[Information provided]

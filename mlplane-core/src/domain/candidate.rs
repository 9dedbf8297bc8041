//! AutoML candidate types

use serde::{Deserialize, Serialize};
use serde_json::{Map, Value};
use std::collections::HashMap;

/// A model candidate produced by an AutoML job
#[derive(Debug, Clone, PartialEq, Serialize, Deserialize)]
#[serde(rename_all = "PascalCase")]
pub struct Candidate {
    pub candidate_name: String,
    #[serde(default)]
    pub inference_containers: Vec<InferenceContainer>,
    #[serde(default, skip_serializing_if = "Option::is_none")]
    pub candidate_status: Option<String>,
    #[serde(default, skip_serializing_if = "Option::is_none")]
    pub objective_status: Option<String>,
    #[serde(
        rename = "FinalAutoMLJobObjectiveMetric",
        default,
        skip_serializing_if = "Option::is_none"
    )]
    pub final_objective_metric: Option<ObjectiveMetric>,
    /// Fields the client does not model explicitly
    #[serde(flatten)]
    pub extra: Map<String, Value>,
}

/// One container of a candidate's inference pipeline
#[derive(Debug, Clone, PartialEq, Serialize, Deserialize)]
#[serde(rename_all = "PascalCase")]
pub struct InferenceContainer {
    pub image: String,
    pub model_data_url: String,
    #[serde(default)]
    pub environment: HashMap<String, String>,
}

/// Final objective metric reached by a candidate
#[derive(Debug, Clone, PartialEq, Serialize, Deserialize)]
#[serde(rename_all = "PascalCase")]
pub struct ObjectiveMetric {
    pub metric_name: String,
    pub value: f64,
    #[serde(default, rename = "Type", skip_serializing_if = "Option::is_none")]
    pub objective_type: Option<String>,
}

#[cfg(test)]
mod tests {
    use super::*;
    use serde_json::json;

    #[test]
    fn test_candidate_keeps_unmodelled_fields() {
        let raw = json!({
            "CandidateName": "tuning-job-1-abc-042",
            "CandidateStatus": "Completed",
            "InferenceContainers": [
                {"Image": "img:1", "ModelDataUrl": "s3://b/model.tar.gz", "Environment": {"A": "1"}}
            ],
            "FinalAutoMLJobObjectiveMetric": {"MetricName": "validation:accuracy", "Value": 0.91},
            "CandidateSteps": [{"CandidateStepType": "AWS::SageMaker::TrainingJob"}]
        });

        let candidate: Candidate = serde_json::from_value(raw.clone()).unwrap();
        assert_eq!(candidate.inference_containers.len(), 1);
        assert_eq!(candidate.inference_containers[0].environment["A"], "1");
        assert!(candidate.extra.contains_key("CandidateSteps"));

        assert_eq!(serde_json::to_value(&candidate).unwrap(), raw);
    }
}
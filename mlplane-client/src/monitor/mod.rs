//! Model monitoring
//!
//! A [`ModelMonitor`] runs baselining jobs over a reference dataset and
//! manages one monitoring schedule that periodically analyzes the traffic
//! captured from an endpoint. The analyzer is either the platform's default
//! image, which is driven entirely through environment variables, or a
//! custom container with its own entrypoint.

pub mod expressions;
pub mod files;

pub use expressions::{CronExpression, DatasetFormat};
pub use files::{ConstraintViolations, Constraints, MonitoringFile, Statistics};

use std::collections::BTreeMap;
use tracing::{debug, info, warn};

use mlplane_core::domain::description::Description;
use mlplane_core::domain::schedule::ExecutionRecord;
use mlplane_core::dto::common::{ClusterConfig, NetworkConfig, S3Output, StoppingCondition, Tag};
use mlplane_core::dto::monitoring::{
    BaselineConfig, CreateMonitoringScheduleRequest, EndpointInput, MonitoringAppSpecification,
    MonitoringInput, MonitoringJobDefinition, MonitoringOutput, MonitoringOutputConfig,
    MonitoringResources, MonitoringScheduleConfig, S3Resource, ScheduleConfig,
};

use crate::error::{ClientError, Result};
use crate::images::{default_monitor_image_uri, is_default_monitor_image};
use crate::job::{JobHandle, job_status};
use crate::naming::{base_name_from_image, name_from_base};
use crate::processing::{ProcessingInput, ProcessingOutput, Processor, ProcessorConfig, RunOptions};
use crate::s3::{S3Uri, is_s3_uri, s3_path_join};
use crate::schedule::ScheduleHandle;
use crate::session::Session;
use files::{CONSTRAINT_VIOLATIONS_FILE_NAME, CONSTRAINTS_FILE_NAME, STATISTICS_FILE_NAME};

const MAX_NAME_LEN: usize = 63;
const DEFAULT_VOLUME_SIZE_IN_GB: u32 = 30;
const DEFAULT_BASELINING_MAX_RUNTIME_IN_SECONDS: u64 = 86400;
const DEFAULT_EXECUTION_MAX_RUNTIME_IN_SECONDS: u64 = 3600;
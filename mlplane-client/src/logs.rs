//! Job log sinks
//!
//! Log lines fetched while waiting on a job are handed to a [`LogSink`].
//! The default sink re-emits them as `tracing` events; the in-memory sink
//! collects them so callers (and tests) can inspect them afterwards.

use mlplane_core::domain::log::LogEntry;
use std::sync::{Arc, Mutex};
use tracing::info;

/// Destination for job log lines
pub trait LogSink: Send + Sync {
    /// Delivers one log line
    ///
    /// # Arguments
    /// * `job_name` - Name of the job that produced the line
    /// * `entry` - The log line
    fn write(&self, job_name: &str, entry: &LogEntry);
}

/// Emits every log line as an `info` event on the `mlplane::job_logs` target
#[derive(Debug, Clone, Copy, Default)]
pub struct TracingLogSink;

impl LogSink for TracingLogSink {
    fn write(&self, job_name: &str, entry: &LogEntry) {
        info!(
            target: "mlplane::job_logs",
            job = job_name,
            stream = %entry.log_stream_name,
            "{}",
            entry.message
        );
    }
}

/// In-memory log sink
///
/// Uses Arc<Mutex<Vec<LogEntry>>> so clones share one buffer.
#[derive(Debug, Clone, Default)]
pub struct InMemoryLogSink {
    buffer: Arc<Mutex<Vec<LogEntry>>>,
}

impl InMemoryLogSink {
    /// Creates a new in-memory log sink
    pub fn new() -> Self {
        Self::default()
    }

    /// Drains all collected log lines
    pub fn drain(&self) -> Vec<LogEntry> {
        let mut buffer = self.buffer.lock().unwrap_or_else(|e| e.into_inner());
        buffer.drain(..).collect()
    }

    /// Messages collected so far, oldest first
    pub fn messages(&self) -> Vec<String> {
        let buffer = self.buffer.lock().unwrap_or_else(|e| e.into_inner());
        buffer.iter().map(|e| e.message.clone()).collect()
    }
}

impl LogSink for InMemoryLogSink {
    fn write(&self, _job_name: &str, entry: &LogEntry) {
        let mut buffer = self.buffer.lock().unwrap_or_else(|e| e.into_inner());
        buffer.push(entry.clone());
    }
}

#[cfg(test)]
mod tests {
    use super::*;
    use chrono::Utc;

    fn entry(message: &str) -> LogEntry {
        LogEntry {
            timestamp: Utc::now(),
            log_stream_name: "job/algo-1".to_string(),
            message: message.to_string(),
        }
    }

    #[test]
    fn test_in_memory_sink_collects_and_drains() {
        let sink = InMemoryLogSink::new();
        let shared = sink.clone();

        sink.write("job", &entry("first"));
        shared.write("job", &entry("second"));

        assert_eq!(sink.messages(), vec!["first", "second"]);
        assert_eq!(sink.drain().len(), 2);
        assert!(shared.drain().is_empty());
    }
}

[/Information provided]

# What you will do:
With the material above as the source, restate each line word for word.

# Exercise output:
filename mlplane-core/src/domain/candidate.rs
repository 9dedbf8297bc8041
//! AutoML candidate types

use serde::{Deserialize, Serialize};
use serde_json::{Map, Value};
use std::collections::HashMap;

/// A model candidate produced by an AutoML job
#[derive(Debug, Clone, PartialEq, Serialize, Deserialize)]
#[serde(rename_all = "PascalCase")]
pub struct Candidate {
    pub candidate_name: String,
    #[serde(default)]
    pub inference_containers: Vec<InferenceContainer>,
    #[serde(default, skip_serializing_if = "Option::is_none")]
    pub candidate_status: Option<String>,
    #[serde(default, skip_serializing_if = "Option::is_none")]
    pub objective_status: Option<String>,
    #[serde(
        rename = "FinalAutoMLJobObjectiveMetric",
        default,
        skip_serializing_if = "Option::is_none"
    )]
    pub final_objective_metric: Option<ObjectiveMetric>,
    /// Fields the client does not model explicitly
    #[serde(flatten)]
    pub extra: Map<String, Value>,
}

/// One container of a candidate's inference pipeline
#[derive(Debug, Clone, PartialEq, Serialize, Deserialize)]
#[serde(rename_all = "PascalCase")]
pub struct InferenceContainer {
    pub image: String,
    pub model_data_url: String,
    #[serde(default)]
    pub environment: HashMap<String, String>,
}

/// Final objective metric reached by a candidate
#[derive(Debug, Clone, PartialEq, Serialize, Deserialize)]
#[serde(rename_all = "PascalCase")]
pub struct ObjectiveMetric {
    pub metric_name: String,
    pub value: f64,
    #[serde(default, rename = "Type", skip_serializing_if = "Option::is_none")]
    pub objective_type: Option<String>,
}

#[cfg(test)]
mod tests {
    use super::*;
    use serde_json::json;

    #[test]
    fn test_candidate_keeps_unmodelled_fields() {
        let raw = json!({
            "CandidateName": "tuning-job-1-abc-042",
            "CandidateStatus": "Completed",
            "InferenceContainers": [
                {"Image": "img:1", "ModelDataUrl": "s3://b/model.tar.gz", "Environment": {"A": "1"}}
            ],
            "FinalAutoMLJobObjectiveMetric": {"MetricName": "validation:accuracy", "Value": 0.91},
            "CandidateSteps": [{"CandidateStepType": "AWS::SageMaker::TrainingJob"}]
        });

        let candidate: Candidate = serde_json::from_value(raw.clone()).unwrap();
        assert_eq!(candidate.inference_containers.len(), 1);
        assert_eq!(candidate.inference_containers[0].environment["A"], "1");
        assert!(candidate.extra.contains_key("CandidateSteps"));

        assert_eq!(serde_json::to_value(&candidate).unwrap(), raw);
    }
}
filename mlplane-client/src/monitor/mod.rs
//! Model monitoring
//!
//! A [`ModelMonitor`] runs baselining jobs over a reference dataset and
//! manages one monitoring schedule that periodically analyzes the traffic
//! captured from an endpoint. The analyzer is either the platform's default
//! image, which is driven entirely through environment variables, or a
//! custom container with its own entrypoint.

pub mod expressions;
pub mod files;

pub use expressions::{CronExpression, DatasetFormat};
pub use files::{ConstraintViolations, Constraints, MonitoringFile, Statistics};

use std::collections::BTreeMap;
use tracing::{debug, info, warn};

use mlplane_core::domain::description::Description;
use mlplane_core::domain::schedule::ExecutionRecord;
use mlplane_core::dto::common::{ClusterConfig, NetworkConfig, S3Output, StoppingCondition, Tag};
use mlplane_core::dto::monitoring::{
    BaselineConfig, CreateMonitoringScheduleRequest, EndpointInput, MonitoringAppSpecification,
    MonitoringInput, MonitoringJobDefinition, MonitoringOutput, MonitoringOutputConfig,
    MonitoringResources, MonitoringScheduleConfig, S3Resource, ScheduleConfig,
};

use crate::error::{ClientError, Result};
use crate::images::{default_monitor_image_uri, is_default_monitor_image};
use crate::job::{JobHandle, job_status};
use crate::naming::{base_name_from_image, name_from_base};
use crate::processing::{ProcessingInput, ProcessingOutput, Processor, ProcessorConfig, RunOptions};
use crate::s3::{S3Uri, is_s3_uri, s3_path_join};
use crate::schedule::ScheduleHandle;
use crate::session::Session;
use files::{CONSTRAINT_VIOLATIONS_FILE_NAME, CONSTRAINTS_FILE_NAME, STATISTICS_FILE_NAME};

const MAX_NAME_LEN: usize = 63;
const DEFAULT_VOLUME_SIZE_IN_GB: u32 = 30;
const DEFAULT_BASELINING_MAX_RUNTIME_IN_SECONDS: u64 = 86400;
const DEFAULT_EXECUTION_MAX_RUNTIME_IN_SECONDS: u64 = 3600;
filename mlplane-client/src/logs.rs
//! Job log sinks
//!
//! Log lines fetched while waiting on a job are handed to a [`LogSink`].
//! The default sink re-emits them as `tracing` events; the in-memory sink
//! collects them so callers (and tests) can inspect them afterwards.

use mlplane_core::domain::log::LogEntry;
use std::sync::{Arc, Mutex};
use tracing::info;

/// Destination for job log lines
pub trait LogSink: Send + Sync {
    /// Delivers one log line
    ///
    /// # Arguments
    /// * `job_name` - Name of the job that produced the line
    /// * `entry` - The log line
    fn write(&self, job_name: &str, entry: &LogEntry);
}

/// Emits every log line as an `info` event on the `mlplane::job_logs` target
#[derive(Debug, Clone, Copy, Default)]
pub struct TracingLogSink;

impl LogSink for TracingLogSink {
    fn write(&self, job_name: &str, entry: &LogEntry) {
        info!(
            target: "mlplane::job_logs",
            job = job_name,
            stream = %entry.log_stream_name,
            "{}",
            entry.message
        );
    }
}

/// In-memory log sink
///
/// Uses Arc<Mutex<Vec<LogEntry>>> so clones share one buffer.
#[derive(Debug, Clone, Default)]
pub struct InMemoryLogSink {
    buffer: Arc<Mutex<Vec<LogEntry>>>,
}

impl InMemoryLogSink {
    /// Creates a new in-memory log sink
    pub fn new() -> Self {
        Self::default()
    }

    /// Drains all collected log lines
    pub fn drain(&self) -> Vec<LogEntry> {
        let mut buffer = self.buffer.lock().unwrap_or_else(|e| e.into_inner());
        buffer.drain(..).collect()
    }

    /// Messages collected so far, oldest first
    pub fn messages(&self) -> Vec<String> {
        let buffer = self.buffer.lock().unwrap_or_else(|e| e.into_inner());
        buffer.iter().map(|e| e.message.clone()).collect()
    }
}

impl LogSink for InMemoryLogSink {
    fn write(&self, _job_name: &str, entry: &LogEntry) {
        let mut buffer = self.buffer.lock().unwrap_or_else(|e| e.into_inner());
        buffer.push(entry.clone());
    }
}

#[cfg(test)]
mod tests {
    use super::*;
    use chrono::Utc;

    fn entry(message: &str) -> LogEntry {
        LogEntry {
            timestamp: Utc::now(),
            log_stream_name: "job/algo-1".to_string(),
            message: message.to_string(),
        }
    }

    #[test]
    fn test_in_memory_sink_collects_and_drains() {
        let sink = InMemoryLogSink::new();
        let shared = sink.clone();

        sink.write("job", &entry("first"));
        shared.write("job", &entry("second"));

        assert_eq!(sink.messages(), vec!["first", "second"]);
        assert_eq!(sink.drain().len(), 2);
        assert!(shared.drain().is_empty());
    }
}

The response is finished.